>>>
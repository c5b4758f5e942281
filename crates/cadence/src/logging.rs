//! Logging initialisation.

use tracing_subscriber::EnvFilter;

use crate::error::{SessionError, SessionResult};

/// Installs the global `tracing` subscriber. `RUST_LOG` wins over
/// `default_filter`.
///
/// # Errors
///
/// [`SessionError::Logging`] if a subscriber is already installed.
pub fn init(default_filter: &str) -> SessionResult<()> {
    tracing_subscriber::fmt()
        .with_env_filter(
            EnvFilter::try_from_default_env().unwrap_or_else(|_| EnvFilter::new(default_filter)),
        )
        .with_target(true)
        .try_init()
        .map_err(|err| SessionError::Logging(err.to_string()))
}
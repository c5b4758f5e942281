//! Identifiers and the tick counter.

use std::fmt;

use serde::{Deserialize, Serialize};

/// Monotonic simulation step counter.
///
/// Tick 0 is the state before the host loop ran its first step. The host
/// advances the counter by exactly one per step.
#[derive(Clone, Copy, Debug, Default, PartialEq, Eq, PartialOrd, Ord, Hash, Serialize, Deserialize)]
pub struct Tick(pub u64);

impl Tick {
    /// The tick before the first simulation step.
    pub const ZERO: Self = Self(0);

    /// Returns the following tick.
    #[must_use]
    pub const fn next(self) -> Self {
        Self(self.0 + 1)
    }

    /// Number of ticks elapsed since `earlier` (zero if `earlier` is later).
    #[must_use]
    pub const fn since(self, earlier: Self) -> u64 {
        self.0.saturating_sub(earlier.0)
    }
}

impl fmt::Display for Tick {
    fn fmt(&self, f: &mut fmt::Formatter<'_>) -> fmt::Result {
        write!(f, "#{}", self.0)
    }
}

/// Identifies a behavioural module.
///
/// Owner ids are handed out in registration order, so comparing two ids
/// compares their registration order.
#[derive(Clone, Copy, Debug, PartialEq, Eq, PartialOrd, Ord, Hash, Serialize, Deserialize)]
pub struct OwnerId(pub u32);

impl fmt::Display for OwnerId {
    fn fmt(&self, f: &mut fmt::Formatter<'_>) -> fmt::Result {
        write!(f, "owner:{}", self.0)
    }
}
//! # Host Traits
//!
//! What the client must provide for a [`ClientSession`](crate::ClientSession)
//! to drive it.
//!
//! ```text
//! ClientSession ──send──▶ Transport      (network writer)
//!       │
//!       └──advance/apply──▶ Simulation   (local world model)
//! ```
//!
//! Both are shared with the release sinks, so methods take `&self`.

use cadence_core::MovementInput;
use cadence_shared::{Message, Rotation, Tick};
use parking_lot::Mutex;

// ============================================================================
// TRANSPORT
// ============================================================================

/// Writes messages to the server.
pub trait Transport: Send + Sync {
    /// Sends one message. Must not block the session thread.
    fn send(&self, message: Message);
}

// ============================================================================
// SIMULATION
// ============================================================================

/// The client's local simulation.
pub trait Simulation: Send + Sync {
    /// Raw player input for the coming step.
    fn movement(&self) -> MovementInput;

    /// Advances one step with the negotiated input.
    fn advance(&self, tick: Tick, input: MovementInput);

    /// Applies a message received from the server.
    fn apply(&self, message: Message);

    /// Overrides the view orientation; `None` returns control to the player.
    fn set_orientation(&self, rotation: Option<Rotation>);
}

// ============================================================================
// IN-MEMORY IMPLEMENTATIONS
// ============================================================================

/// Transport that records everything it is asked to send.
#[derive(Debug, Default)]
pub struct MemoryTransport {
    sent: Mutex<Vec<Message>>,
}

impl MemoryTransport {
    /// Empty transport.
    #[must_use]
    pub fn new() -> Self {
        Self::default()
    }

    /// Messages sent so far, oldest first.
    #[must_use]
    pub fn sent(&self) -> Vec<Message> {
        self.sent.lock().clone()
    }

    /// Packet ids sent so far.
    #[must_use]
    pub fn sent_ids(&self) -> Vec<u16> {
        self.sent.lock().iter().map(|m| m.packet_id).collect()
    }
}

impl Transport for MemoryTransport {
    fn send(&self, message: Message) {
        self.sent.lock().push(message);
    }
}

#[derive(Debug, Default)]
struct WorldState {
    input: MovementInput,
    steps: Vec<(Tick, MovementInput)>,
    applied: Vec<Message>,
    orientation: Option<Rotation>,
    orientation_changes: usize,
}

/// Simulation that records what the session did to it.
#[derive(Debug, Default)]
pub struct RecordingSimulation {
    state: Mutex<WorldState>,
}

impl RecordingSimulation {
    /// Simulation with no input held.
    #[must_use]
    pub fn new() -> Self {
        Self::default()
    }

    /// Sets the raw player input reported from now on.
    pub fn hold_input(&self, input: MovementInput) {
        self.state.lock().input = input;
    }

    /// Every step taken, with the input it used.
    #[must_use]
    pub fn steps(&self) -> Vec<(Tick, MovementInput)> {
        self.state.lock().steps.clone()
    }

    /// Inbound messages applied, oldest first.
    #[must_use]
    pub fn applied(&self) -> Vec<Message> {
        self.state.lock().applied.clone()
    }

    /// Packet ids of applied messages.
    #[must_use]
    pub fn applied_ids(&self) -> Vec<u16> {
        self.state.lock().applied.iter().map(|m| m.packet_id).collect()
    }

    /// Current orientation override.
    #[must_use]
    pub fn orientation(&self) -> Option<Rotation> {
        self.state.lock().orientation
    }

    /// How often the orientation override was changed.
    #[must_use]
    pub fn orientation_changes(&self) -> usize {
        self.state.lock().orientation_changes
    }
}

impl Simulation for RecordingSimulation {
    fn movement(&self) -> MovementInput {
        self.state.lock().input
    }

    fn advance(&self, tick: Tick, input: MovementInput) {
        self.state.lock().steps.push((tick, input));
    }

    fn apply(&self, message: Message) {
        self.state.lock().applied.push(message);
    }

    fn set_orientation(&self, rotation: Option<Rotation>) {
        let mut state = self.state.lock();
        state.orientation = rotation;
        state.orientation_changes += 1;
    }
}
<<<
Problem => A complete and exact transcription of the material is required.

Result of this exercise =>
repository c5b4758f5e942281
filename crates/cadence/src/logging.rs
//! Logging initialisation.

use tracing_subscriber::EnvFilter;

use crate::error::{SessionError, SessionResult};

/// Installs the global `tracing` subscriber. `RUST_LOG` wins over
/// `default_filter`.
///
/// # Errors
///
/// [`SessionError::Logging`] if a subscriber is already installed.
pub fn init(default_filter: &str) -> SessionResult<()> {
    tracing_subscriber::fmt()
        .with_env_filter(
            EnvFilter::try_from_default_env().unwrap_or_else(|_| EnvFilter::new(default_filter)),
        )
        .with_target(true)
        .try_init()
        .map_err(|err| SessionError::Logging(err.to_string()))
}
repository c5b4758f5e942281
//! Identifiers and the tick counter.

use std::fmt;

use serde::{Deserialize, Serialize};

/// Monotonic simulation step counter.
///
/// Tick 0 is the state before the host loop ran its first step. The host
/// advances the counter by exactly one per step.
#[derive(Clone, Copy, Debug, Default, PartialEq, Eq, PartialOrd, Ord, Hash, Serialize, Deserialize)]
pub struct Tick(pub u64);

impl Tick {
    /// The tick before the first simulation step.
    pub const ZERO: Self = Self(0);

    /// Returns the following tick.
    #[must_use]
    pub const fn next(self) -> Self {
        Self(self.0 + 1)
    }

    /// Number of ticks elapsed since `earlier` (zero if `earlier` is later).
    #[must_use]
    pub const fn since(self, earlier: Self) -> u64 {
        self.0.saturating_sub(earlier.0)
    }
}

impl fmt::Display for Tick {
    fn fmt(&self, f: &mut fmt::Formatter<'_>) -> fmt::Result {
        write!(f, "#{}", self.0)
    }
}

/// Identifies a behavioural module.
///
/// Owner ids are handed out in registration order, so comparing two ids
/// compares their registration order.
#[derive(Clone, Copy, Debug, PartialEq, Eq, PartialOrd, Ord, Hash, Serialize, Deserialize)]
pub struct OwnerId(pub u32);

impl fmt::Display for OwnerId {
    fn fmt(&self, f: &mut fmt::Formatter<'_>) -> fmt::Result {
        write!(f, "owner:{}", self.0)
    }
}
//! # Host Traits
//!
//! What the client must provide for a [`ClientSession`](crate::ClientSession)
//! to drive it.
//!
//! ```text
//! ClientSession ──send──▶ Transport      (network writer)
//!       │
//!       └──advance/apply──▶ Simulation   (local world model)
//! ```
//!
//! Both are shared with the release sinks, so methods take `&self`.

use cadence_core::MovementInput;
use cadence_shared::{Message, Rotation, Tick};
use parking_lot::Mutex;

// ============================================================================
// TRANSPORT
// ============================================================================

/// Writes messages to the server.
pub trait Transport: Send + Sync {
    /// Sends one message. Must not block the session thread.
    fn send(&self, message: Message);
}

// ============================================================================
// SIMULATION
// ============================================================================

/// The client's local simulation.
pub trait Simulation: Send + Sync {
    /// Raw player input for the coming step.
    fn movement(&self) -> MovementInput;

    /// Advances one step with the negotiated input.
    fn advance(&self, tick: Tick, input: MovementInput);

    /// Applies a message received from the server.
    fn apply(&self, message: Message);

    /// Overrides the view orientation; `None` returns control to the player.
    fn set_orientation(&self, rotation: Option<Rotation>);
}

// ============================================================================
// IN-MEMORY IMPLEMENTATIONS
// ============================================================================

/// Transport that records everything it is asked to send.
#[derive(Debug, Default)]
pub struct MemoryTransport {
    sent: Mutex<Vec<Message>>,
}

impl MemoryTransport {
    /// Empty transport.
    #[must_use]
    pub fn new() -> Self {
        Self::default()
    }

    /// Messages sent so far, oldest first.
    #[must_use]
    pub fn sent(&self) -> Vec<Message> {
        self.sent.lock().clone()
    }

    /// Packet ids sent so far.
    #[must_use]
    pub fn sent_ids(&self) -> Vec<u16> {
        self.sent.lock().iter().map(|m| m.packet_id).collect()
    }
}

impl Transport for MemoryTransport {
    fn send(&self, message: Message) {
        self.sent.lock().push(message);
    }
}

#[derive(Debug, Default)]
struct WorldState {
    input: MovementInput,
    steps: Vec<(Tick, MovementInput)>,
    applied: Vec<Message>,
    orientation: Option<Rotation>,
    orientation_changes: usize,
}

/// Simulation that records what the session did to it.
#[derive(Debug, Default)]
pub struct RecordingSimulation {
    state: Mutex<WorldState>,
}

impl RecordingSimulation {
    /// Simulation with no input held.
    #[must_use]
    pub fn new() -> Self {
        Self::default()
    }

    /// Sets the raw player input reported from now on.
    pub fn hold_input(&self, input: MovementInput) {
        self.state.lock().input = input;
    }

    /// Every step taken, with the input it used.
    #[must_use]
    pub fn steps(&self) -> Vec<(Tick, MovementInput)> {
        self.state.lock().steps.clone()
    }

    /// Inbound messages applied, oldest first.
    #[must_use]
    pub fn applied(&self) -> Vec<Message> {
        self.state.lock().applied.clone()
    }

    /// Packet ids of applied messages.
    #[must_use]
    pub fn applied_ids(&self) -> Vec<u16> {
        self.state.lock().applied.iter().map(|m| m.packet_id).collect()
    }

    /// Current orientation override.
    #[must_use]
    pub fn orientation(&self) -> Option<Rotation> {
        self.state.lock().orientation
    }

    /// How often the orientation override was changed.
    #[must_use]
    pub fn orientation_changes(&self) -> usize {
        self.state.lock().orientation_changes
    }
}

impl Simulation for RecordingSimulation {
    fn movement(&self) -> MovementInput {
        self.state.lock().input
    }

    fn advance(&self, tick: Tick, input: MovementInput) {
        self.state.lock().steps.push((tick, input));
    }

    fn apply(&self, message: Message) {
        self.state.lock().applied.push(message);
    }

    fn set_orientation(&self, rotation: Option<Rotation>) {
        let mut state = self.state.lock();
        state.orientation = rotation;
        state.orientation_changes += 1;
    }
}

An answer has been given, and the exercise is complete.